• WORK INSTRUCTION:
I need each line of the entries below that includes the string "every".

• DATA FOR PROCESSING:
use chrono::{DateTime, Utc};
use serde::{Deserialize, Serialize};
use std::collections::BTreeMap;
use std::fmt;

/// Cloud account identifier; the key of every per-account map.
#[derive(Debug, Clone, PartialEq, Eq, PartialOrd, Ord, Hash, Serialize, Deserialize)]
#[serde(transparent)]
pub struct AccountId(String);

impl AccountId {
    pub fn new(id: impl Into<String>) -> Self {
        Self(id.into())
    }

    pub fn as_str(&self) -> &str {
        &self.0
    }
}

impl fmt::Display for AccountId {
    fn fmt(&self, f: &mut fmt::Formatter<'_>) -> fmt::Result {
        f.write_str(&self.0)
    }
}

impl From<&str> for AccountId {
    fn from(id: &str) -> Self {
        Self::new(id)
    }
}

/// Temporary credentials returned by a role assumption.
#[derive(Clone, PartialEq, Eq)]
pub struct TemporaryCredentials {
    pub access_key_id: String,
    pub secret_access_key: String,
    pub session_token: String,
    pub expiration: Option<DateTime<Utc>>,
}

impl fmt::Debug for TemporaryCredentials {
    fn fmt(&self, f: &mut fmt::Formatter<'_>) -> fmt::Result {
        f.debug_struct("TemporaryCredentials")
            .field("access_key_id", &self.access_key_id)
            .field("secret_access_key", &"** redacted **")
            .field("session_token", &"** redacted **")
            .field("expiration", &self.expiration)
            .finish()
    }
}

/// A scoped identity inside one target account. Built once per run and
/// only read afterwards.
#[derive(Debug, Clone)]
pub struct Session {
    pub account: AccountId,
    pub credentials: TemporaryCredentials,
}

#[derive(Debug, Clone, PartialEq, Eq, Serialize, Deserialize)]
pub struct HostedZone {
    pub id: String,
    pub name: String,
}

impl HostedZone {
    pub fn new(id: impl Into<String>, name: &str) -> Self {
        Self {
            id: id.into(),
            name: fully_qualified(name),
        }
    }
}

#[derive(Debug, Clone, PartialEq, Eq, Serialize, Deserialize)]
#[serde(rename_all = "camelCase")]
pub struct AliasTarget {
    pub dns_name: String,
    pub hosted_zone_id: String,
    pub evaluate_target_health: bool,
}

#[derive(Debug, Clone, PartialEq, Eq, Serialize, Deserialize)]
#[serde(rename_all = "camelCase")]
pub struct ResourceRecordSet {
    pub name: String,
    #[serde(rename = "type")]
    pub record_type: String,
    #[serde(skip_serializing_if = "Option::is_none")]
    pub ttl: Option<i64>,
    #[serde(default)]
    pub values: Vec<String>,
    #[serde(skip_serializing_if = "Option::is_none")]
    pub set_identifier: Option<String>,
    #[serde(skip_serializing_if = "Option::is_none")]
    pub alias_target: Option<AliasTarget>,
}

impl ResourceRecordSet {
    pub fn new(name: &str, record_type: &str, ttl: i64, values: &[&str]) -> Self {
        Self {
            name: name.to_string(),
            record_type: record_type.to_string(),
            ttl: Some(ttl),
            values: values.iter().map(|v| v.to_string()).collect(),
            set_identifier: None,
            alias_target: None,
        }
    }

    pub fn alias(name: &str, record_type: &str, target: AliasTarget) -> Self {
        Self {
            name: name.to_string(),
            record_type: record_type.to_string(),
            ttl: None,
            values: Vec::new(),
            set_identifier: None,
            alias_target: Some(target),
        }
    }

    pub fn is_alias(&self) -> bool {
        self.alias_target.is_some()
    }
}

/// Cursor for the next page of a record listing.
#[derive(Debug, Clone, PartialEq, Eq)]
pub struct RecordPageToken {
    pub name: String,
    pub record_type: String,
    pub identifier: Option<String>,
}

#[derive(Debug, Clone, Default)]
pub struct RecordPage {
    pub records: Vec<ResourceRecordSet>,
    pub next: Option<RecordPageToken>,
}

/// Zone name -> records in fetch order.
pub type ZoneRecords = BTreeMap<String, Vec<ResourceRecordSet>>;

/// Account -> zone name -> records. Ordered maps keep the serialized
/// document stable between runs.
pub type Snapshot = BTreeMap<AccountId, ZoneRecords>;

/// Normalizes a DNS name to its fully-qualified form.
pub fn fully_qualified(name: &str) -> String {
    if name.ends_with('.') {
        name.to_string()
    } else {
        format!("{}.", name)
    }
}

#[cfg(test)]
mod tests {
    use super::*;

    #[test]
    fn test_hosted_zone_name_is_fully_qualified() {
        assert_eq!(HostedZone::new("Z1", "example.com").name, "example.com.");
        assert_eq!(HostedZone::new("Z1", "example.com.").name, "example.com.");
    }

    #[test]
    fn test_credentials_debug_redacts_secrets() {
        let creds = TemporaryCredentials {
            access_key_id: "ASIAEXAMPLE".to_string(),
            secret_access_key: "very-secret".to_string(),
            session_token: "token-value".to_string(),
            expiration: None,
        };
        let rendered = format!("{:?}", creds);
        assert!(rendered.contains("ASIAEXAMPLE"));
        assert!(!rendered.contains("very-secret"));
        assert!(!rendered.contains("token-value"));
    }

    #[test]
    fn test_record_serialization_omits_absent_fields() {
        let record = ResourceRecordSet::new("www.example.com.", "A", 300, &["192.0.2.1"]);
        let json = serde_json::to_value(&record).unwrap();
        assert_eq!(
            json,
            serde_json::json!({
                "name": "www.example.com.",
                "type": "A",
                "ttl": 300,
                "values": ["192.0.2.1"]
            })
        );
    }
}
//! Renders one hosted zone's record sets as a standard zone file.
//!
//! Layout:
//!
//! ```text
//! ; ALIAS record skipped (not standard): <name> -> <target>   (one per alias)
//! $TTL <default ttl>
//! @	<ttl>	IN	SOA	<soa value>
//!
//! @	<ttl>	IN	NS	<value>                                 (apex NS values)
//!
//! <name|@>	<ttl>	IN	<type>	<value>                     (sorted by name, type)
//! ```

use crate::domain::model::{fully_qualified, ResourceRecordSet};
use crate::utils::error::{BackupError, Result};
use std::fmt::Write;

const SOA_FIELDS: usize = 7;

/// Empty input renders to empty text; nothing to validate.
pub fn generate_zone_file(records: &[ResourceRecordSet], zone_name: &str) -> Result<String> {
    if records.is_empty() {
        return Ok(String::new());
    }

    let zone_name = fully_qualified(zone_name);

    let mut aliases = Vec::new();
    let mut soa = None;
    let mut apex_ns = Vec::new();
    let mut others = Vec::new();

    for record in records {
        if record.is_alias() {
            let target = record
                .alias_target
                .as_ref()
                .map_or("", |target| target.dns_name.as_str());
            aliases.push((record.name.as_str(), target));
            continue;
        }

        let at_apex = record.name == zone_name;
        match record.record_type.as_str() {
            "SOA" if at_apex => soa = Some(record),
            "NS" if at_apex => apex_ns.push(record),
            _ => others.push(record),
        }
    }

    let soa = soa.ok_or_else(|| invalid(&zone_name, "SOA record not found at zone apex"))?;
    let soa_value = soa
        .values
        .first()
        .ok_or_else(|| invalid(&zone_name, "SOA record has no value"))?;
    let soa_fields: Vec<&str> = soa_value.split_whitespace().collect();
    if soa_fields.len() < SOA_FIELDS {
        return Err(invalid(
            &zone_name,
            format!("invalid SOA record value: {}", soa_value),
        ));
    }
    let default_ttl = soa_fields[SOA_FIELDS - 1];

    aliases.sort_unstable();
    others.sort_by(|a, b| {
        a.name
            .cmp(&b.name)
            .then_with(|| a.record_type.cmp(&b.record_type))
            .then_with(|| a.set_identifier.cmp(&b.set_identifier))
    });

    let ttl_of = |record: &ResourceRecordSet| {
        record
            .ttl
            .map(|ttl| ttl.to_string())
            .unwrap_or_else(|| default_ttl.to_string())
    };

    // Writing into a String cannot fail.
    let mut out = String::new();
    for (name, target) in aliases {
        let _ = writeln!(out, "; ALIAS record skipped (not standard): {} -> {}", name, target);
    }
    let _ = writeln!(out, "$TTL {}", default_ttl);
    let _ = writeln!(out, "@\t{}\tIN\tSOA\t{}", ttl_of(soa), soa_value);
    out.push('\n');

    for ns in apex_ns {
        for value in &ns.values {
            let _ = writeln!(out, "@\t{}\tIN\tNS\t{}", ttl_of(ns), value);
        }
    }
    out.push('\n');

    for record in others {
        let owner = if record.name == zone_name {
            "@"
        } else {
            record.name.as_str()
        };
        for value in &record.values {
            let _ = writeln!(
                out,
                "{}\t{}\tIN\t{}\t{}",
                owner,
                ttl_of(record),
                record.record_type,
                value
            );
        }
    }

    Ok(out)
}

fn invalid(zone: &str, message: impl Into<String>) -> BackupError {
    BackupError::ZoneFileError {
        zone: zone.to_string(),
        message: message.into(),
    }
}
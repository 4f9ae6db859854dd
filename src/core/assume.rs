use crate::core::gate::{cancellable, AdmissionGate};
use crate::domain::model::{AccountId, Session};
use crate::domain::ports::CredentialBroker;
use crate::utils::error::{BackupError, Result};
use std::collections::{BTreeMap, BTreeSet};
use std::sync::Arc;
use tokio::task::JoinSet;
use tokio_util::sync::CancellationToken;

pub const DEFAULT_CONCURRENCY: usize = 30;
pub const DEFAULT_SESSION_NAME: &str = "dns-backup";

const ACCOUNT_PLACEHOLDER: &str = "{account}";

/// Role to assume in every target account.
///
/// Either a bare role name (`dns-backup-reader`), expanded to
/// `arn:aws:iam::<account>:role/<name>`, or a full ARN containing the
/// `{account}` placeholder.
#[derive(Debug, Clone, PartialEq, Eq)]
pub struct RoleTemplate(String);

impl RoleTemplate {
    pub fn parse(value: &str) -> Result<Self> {
        let value = value.trim();
        if value.is_empty() {
            return Err(BackupError::MissingConfigError {
                field: "job.assume_role".to_string(),
            });
        }
        if value.starts_with("arn:") && !value.contains(ACCOUNT_PLACEHOLDER) {
            return Err(BackupError::InvalidConfigValueError {
                field: "job.assume_role".to_string(),
                value: value.to_string(),
                reason: format!("role ARN must contain the {} placeholder", ACCOUNT_PLACEHOLDER),
            });
        }
        Ok(Self(value.to_string()))
    }

    pub fn role_arn(&self, account: &AccountId) -> String {
        if self.0.contains(ACCOUNT_PLACEHOLDER) {
            self.0.replace(ACCOUNT_PLACEHOLDER, account.as_str())
        } else {
            format!("arn:aws:iam::{}:role/{}", account, self.0)
        }
    }
}

/// Fans role assumption out across accounts under a concurrency cap.
pub struct RoleAssumer<B: CredentialBroker> {
    broker: Arc<B>,
    template: RoleTemplate,
    session_name: String,
    concurrency: usize,
}

impl<B: CredentialBroker> RoleAssumer<B> {
    pub fn new(broker: Arc<B>, template: RoleTemplate, concurrency: usize) -> Self {
        Self {
            broker,
            template,
            session_name: DEFAULT_SESSION_NAME.to_string(),
            concurrency,
        }
    }

    pub fn with_session_name(mut self, session_name: impl Into<String>) -> Self {
        self.session_name = session_name.into();
        self
    }

    /// Best effort: accounts whose assumption fails are logged and left out
    /// of the returned map.
    pub async fn assume_all(
        &self,
        accounts: &BTreeSet<AccountId>,
        cancel: &CancellationToken,
    ) -> BTreeMap<AccountId, Session> {
        let gate = AdmissionGate::new(self.concurrency);
        let mut workers = JoinSet::new();

        for account in accounts {
            let broker = Arc::clone(&self.broker);
            let gate = gate.clone();
            let cancel = cancel.clone();
            let role_arn = self.template.role_arn(account);
            let session_name = self.session_name.clone();
            let account = account.clone();

            workers.spawn(async move {
                let outcome = async {
                    let _permit = gate.admit(&cancel).await?;
                    tracing::debug!(account = %account, role = %role_arn, "Assuming role");
                    cancellable(&cancel, broker.assume_role(&role_arn, &session_name)).await
                }
                .await;
                (account, role_arn, outcome)
            });
        }

        let mut sessions = BTreeMap::new();
        while let Some(joined) = workers.join_next().await {
            match joined {
                Ok((account, _, Ok(credentials))) => {
                    sessions.insert(
                        account.clone(),
                        Session {
                            account,
                            credentials,
                        },
                    );
                }
                Ok((account, role_arn, Err(e))) => {
                    tracing::warn!(
                        account = %account,
                        role = %role_arn,
                        error = %e,
                        "Unable to assume role, skipping account"
                    );
                }
                Err(e) => {
                    tracing::error!(error = %e, "Role assumption worker panicked");
                }
            }
        }

        tracing::info!(
            requested = accounts.len(),
            assumed = sessions.len(),
            "Role assumption finished"
        );
        sessions
    }
}

#[cfg(test)]
mod tests {
    use super::*;
    use crate::domain::model::TemporaryCredentials;
    use std::collections::HashSet;
    use std::sync::atomic::{AtomicUsize, Ordering};
    use std::sync::Mutex;
    use std::time::Duration;

    #[derive(Default)]
    struct FakeBroker {
        failing: HashSet<String>,
        attempts: AtomicUsize,
        in_flight: AtomicUsize,
        peak_in_flight: AtomicUsize,
        seen_arns: Mutex<Vec<String>>,
    }

    impl FakeBroker {
        fn failing_for(arns: &[&str]) -> Self {
            Self {
                failing: arns.iter().map(|a| a.to_string()).collect(),
                ..Default::default()
            }
        }
    }

    impl CredentialBroker for FakeBroker {
        async fn assume_role(
            &self,
            role_arn: &str,
            _session_name: &str,
        ) -> Result<TemporaryCredentials> {
            self.attempts.fetch_add(1, Ordering::SeqCst);
            self.seen_arns.lock().unwrap().push(role_arn.to_string());

            let now = self.in_flight.fetch_add(1, Ordering::SeqCst) + 1;
            self.peak_in_flight.fetch_max(now, Ordering::SeqCst);
            tokio::time::sleep(Duration::from_millis(10)).await;
            self.in_flight.fetch_sub(1, Ordering::SeqCst);

            if self.failing.contains(role_arn) {
                return Err(BackupError::CredentialError {
                    account: role_arn.to_string(),
                    message: "AccessDenied".to_string(),
                });
            }
            Ok(TemporaryCredentials {
                access_key_id: format!("AKIA-{}", role_arn),
                secret_access_key: "secret".to_string(),
                session_token: "token".to_string(),
                expiration: None,
            })
        }
    }

    fn accounts(ids: &[&str]) -> BTreeSet<AccountId> {
        ids.iter().map(|id| AccountId::from(*id)).collect()
    }

    #[test]
    fn test_role_template_expansion() {
        let account = AccountId::from("123456789012");

        let by_name = RoleTemplate::parse("dns-backup-reader").unwrap();
        assert_eq!(
            by_name.role_arn(&account),
            "arn:aws:iam::123456789012:role/dns-backup-reader"
        );

        let by_arn = RoleTemplate::parse("arn:aws:iam::{account}:role/ops/reader").unwrap();
        assert_eq!(
            by_arn.role_arn(&account),
            "arn:aws:iam::123456789012:role/ops/reader"
        );
    }

    #[test]
    fn test_role_template_rejects_fixed_arn_and_empty() {
        assert!(RoleTemplate::parse("arn:aws:iam::123456789012:role/reader").is_err());
        assert!(RoleTemplate::parse("   ").is_err());
    }

    #[tokio::test]
    async fn test_failed_account_is_skipped() {
        let broker = Arc::new(FakeBroker::failing_for(&[
            "arn:aws:iam::222222222222:role/reader",
        ]));
        let assumer = RoleAssumer::new(
            Arc::clone(&broker),
            RoleTemplate::parse("reader").unwrap(),
            DEFAULT_CONCURRENCY,
        );

        let sessions = assumer
            .assume_all(
                &accounts(&["111111111111", "222222222222", "333333333333"]),
                &CancellationToken::new(),
            )
            .await;

        let keys: Vec<&str> = sessions.keys().map(|a| a.as_str()).collect();
        assert_eq!(keys, vec!["111111111111", "333333333333"]);
        assert_eq!(broker.attempts.load(Ordering::SeqCst), 3);
        assert_eq!(
            sessions[&AccountId::from("111111111111")].credentials.access_key_id,
            "AKIA-arn:aws:iam::111111111111:role/reader"
        );
    }

    #[tokio::test]
    async fn test_concurrency_cap_is_respected() {
        let broker = Arc::new(FakeBroker::default());
        let assumer = RoleAssumer::new(
            Arc::clone(&broker),
            RoleTemplate::parse("reader").unwrap(),
            3,
        );
        let ids: Vec<String> = (0..20).map(|i| format!("{:012}", i)).collect();
        let ids: Vec<&str> = ids.iter().map(String::as_str).collect();

        let sessions = assumer
            .assume_all(&accounts(&ids), &CancellationToken::new())
            .await;

        assert_eq!(sessions.len(), 20);
        assert!(broker.peak_in_flight.load(Ordering::SeqCst) <= 3);
        assert_eq!(broker.attempts.load(Ordering::SeqCst), 20);
    }

    #[tokio::test]
    async fn test_cancelled_run_assumes_nothing() {
        let broker = Arc::new(FakeBroker::default());
        let assumer = RoleAssumer::new(
            Arc::clone(&broker),
            RoleTemplate::parse("reader").unwrap(),
            2,
        );
        let cancel = CancellationToken::new();
        cancel.cancel();

        let sessions = assumer
            .assume_all(&accounts(&["111111111111", "222222222222"]), &cancel)
            .await;

        assert!(sessions.is_empty());
        assert_eq!(broker.attempts.load(Ordering::SeqCst), 0);
    }

    #[tokio::test]
    async fn test_session_name_is_forwarded() {
        struct NameCheck;
        impl CredentialBroker for NameCheck {
            async fn assume_role(
                &self,
                _role_arn: &str,
                session_name: &str,
            ) -> Result<TemporaryCredentials> {
                assert_eq!(session_name, "nightly-backup");
                Ok(TemporaryCredentials {
                    access_key_id: "a".to_string(),
                    secret_access_key: "s".to_string(),
                    session_token: "t".to_string(),
                    expiration: None,
                })
            }
        }

        let assumer = RoleAssumer::new(
            Arc::new(NameCheck),
            RoleTemplate::parse("reader").unwrap(),
            1,
        )
        .with_session_name("nightly-backup");
        let sessions = assumer
            .assume_all(&accounts(&["111111111111"]), &CancellationToken::new())
            .await;
        assert_eq!(sessions.len(), 1);
    }
}
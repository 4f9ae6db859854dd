use crate::utils::error::{BackupError, Result};
use url::Url;

pub trait Validate {
    fn validate(&self) -> Result<()>;
}

fn invalid(field_name: &str, value: impl ToString, reason: impl Into<String>) -> BackupError {
    BackupError::InvalidConfigValueError {
        field: field_name.to_string(),
        value: value.to_string(),
        reason: reason.into(),
    }
}

pub fn validate_url(field_name: &str, url_str: &str) -> Result<()> {
    if url_str.is_empty() {
        return Err(invalid(field_name, url_str, "URL cannot be empty"));
    }

    match Url::parse(url_str) {
        Ok(url) => match url.scheme() {
            "http" | "https" => Ok(()),
            scheme => Err(invalid(
                field_name,
                url_str,
                format!("Unsupported URL scheme: {}", scheme),
            )),
        },
        Err(e) => Err(invalid(
            field_name,
            url_str,
            format!("Invalid URL format: {}", e),
        )),
    }
}

pub fn validate_path(field_name: &str, path: &str) -> Result<()> {
    if path.is_empty() {
        return Err(invalid(field_name, path, "Path cannot be empty"));
    }

    if path.contains('\0') {
        return Err(invalid(field_name, path, "Path contains null bytes"));
    }

    Ok(())
}

pub fn validate_required_field<'a, T>(field_name: &str, value: &'a Option<T>) -> Result<&'a T> {
    value.as_ref().ok_or_else(|| BackupError::MissingConfigError {
        field: field_name.to_string(),
    })
}

pub fn validate_non_empty_string(field_name: &str, value: &str) -> Result<()> {
    if value.trim().is_empty() {
        return Err(invalid(
            field_name,
            value,
            "Value cannot be empty or whitespace-only",
        ));
    }
    Ok(())
}

pub fn validate_range<T: PartialOrd + std::fmt::Display + Copy>(
    field_name: &str,
    value: T,
    min: T,
    max: T,
) -> Result<()> {
    if value < min || value > max {
        return Err(invalid(
            field_name,
            value,
            format!("Value must be between {} and {}", min, max),
        ));
    }
    Ok(())
}

/// AWS account ids are exactly twelve ASCII digits.
pub fn validate_account_id(field_name: &str, account: &str) -> Result<()> {
    if account.len() != 12 || !account.chars().all(|c| c.is_ascii_digit()) {
        return Err(invalid(
            field_name,
            account,
            "AWS account id must be exactly 12 digits",
        ));
    }
    Ok(())
}

pub fn validate_s3_bucket_name(field_name: &str, bucket_name: &str) -> Result<()> {
    if bucket_name.len() < 3 || bucket_name.len() > 63 {
        return Err(invalid(
            field_name,
            bucket_name,
            "S3 bucket name must be between 3 and 63 characters",
        ));
    }

    if !bucket_name
        .chars()
        .all(|c| c.is_ascii_lowercase() || c.is_ascii_digit() || c == '-' || c == '.')
    {
        return Err(invalid(
            field_name,
            bucket_name,
            "S3 bucket name can only contain lowercase letters, numbers, hyphens, and dots",
        ));
    }

    if bucket_name.starts_with('-') || bucket_name.ends_with('-') {
        return Err(invalid(
            field_name,
            bucket_name,
            "S3 bucket name cannot start or end with a hyphen",
        ));
    }

    Ok(())
}

pub fn validate_aws_region(field_name: &str, region: &str) -> Result<()> {
    validate_non_empty_string(field_name, region)?;

    if !region
        .chars()
        .all(|c| c.is_ascii_lowercase() || c.is_ascii_digit() || c == '-')
    {
        return Err(invalid(
            field_name,
            region,
            "AWS region can only contain lowercase letters, numbers, and hyphens",
        ));
    }

    Ok(())
}

#[cfg(test)]
mod tests {
    use super::*;

    #[test]
    fn test_validate_url() {
        assert!(validate_url("endpoint_url", "https://example.com").is_ok());
        assert!(validate_url("endpoint_url", "http://localhost:9000").is_ok());
        assert!(validate_url("endpoint_url", "").is_err());
        assert!(validate_url("endpoint_url", "invalid-url").is_err());
        assert!(validate_url("endpoint_url", "ftp://example.com").is_err());
    }

    #[test]
    fn test_validate_range() {
        assert!(validate_range("fetch_concurrency", 30, 1, 256).is_ok());
        assert!(validate_range("fetch_concurrency", 0, 1, 256).is_err());
        assert!(validate_range("fetch_concurrency", 257, 1, 256).is_err());
    }

    #[test]
    fn test_validate_account_id() {
        assert!(validate_account_id("accounts", "123456789012").is_ok());
        assert!(validate_account_id("accounts", "12345678901").is_err());
        assert!(validate_account_id("accounts", "12345678901a").is_err());
    }

    #[test]
    fn test_validate_s3_bucket_name() {
        assert!(validate_s3_bucket_name("bucket", "dns-backups.prod").is_ok());
        assert!(validate_s3_bucket_name("bucket", "ab").is_err());
        assert!(validate_s3_bucket_name("bucket", "Upper-Case").is_err());
        assert!(validate_s3_bucket_name("bucket", "-leading").is_err());
    }

    #[test]
    fn test_validate_aws_region() {
        assert!(validate_aws_region("region", "eu-west-1").is_ok());
        assert!(validate_aws_region("region", "").is_err());
        assert!(validate_aws_region("region", "EU_WEST").is_err());
    }

    #[test]
    fn test_validate_required_field() {
        let present = Some("value".to_string());
        let missing: Option<String> = None;
        assert_eq!(validate_required_field("job.assume_role", &present).unwrap(), "value");
        assert!(matches!(
            validate_required_field("job.assume_role", &missing),
            Err(BackupError::MissingConfigError { .. })
        ));
    }
}
#[cfg(feature = "cli")]
pub mod cli;
pub mod env;
pub mod toml_config;

#[cfg(feature = "cli")]
pub use cli::CliConfig;
pub use toml_config::{ArchiveConfig, BackupConfig, JobConfig, S3Auth, StorageConfig};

• SOLUTION FOR THIS TASK:
/// Cloud account identifier; the key of every per-account map.
/// Role to assume in every target account.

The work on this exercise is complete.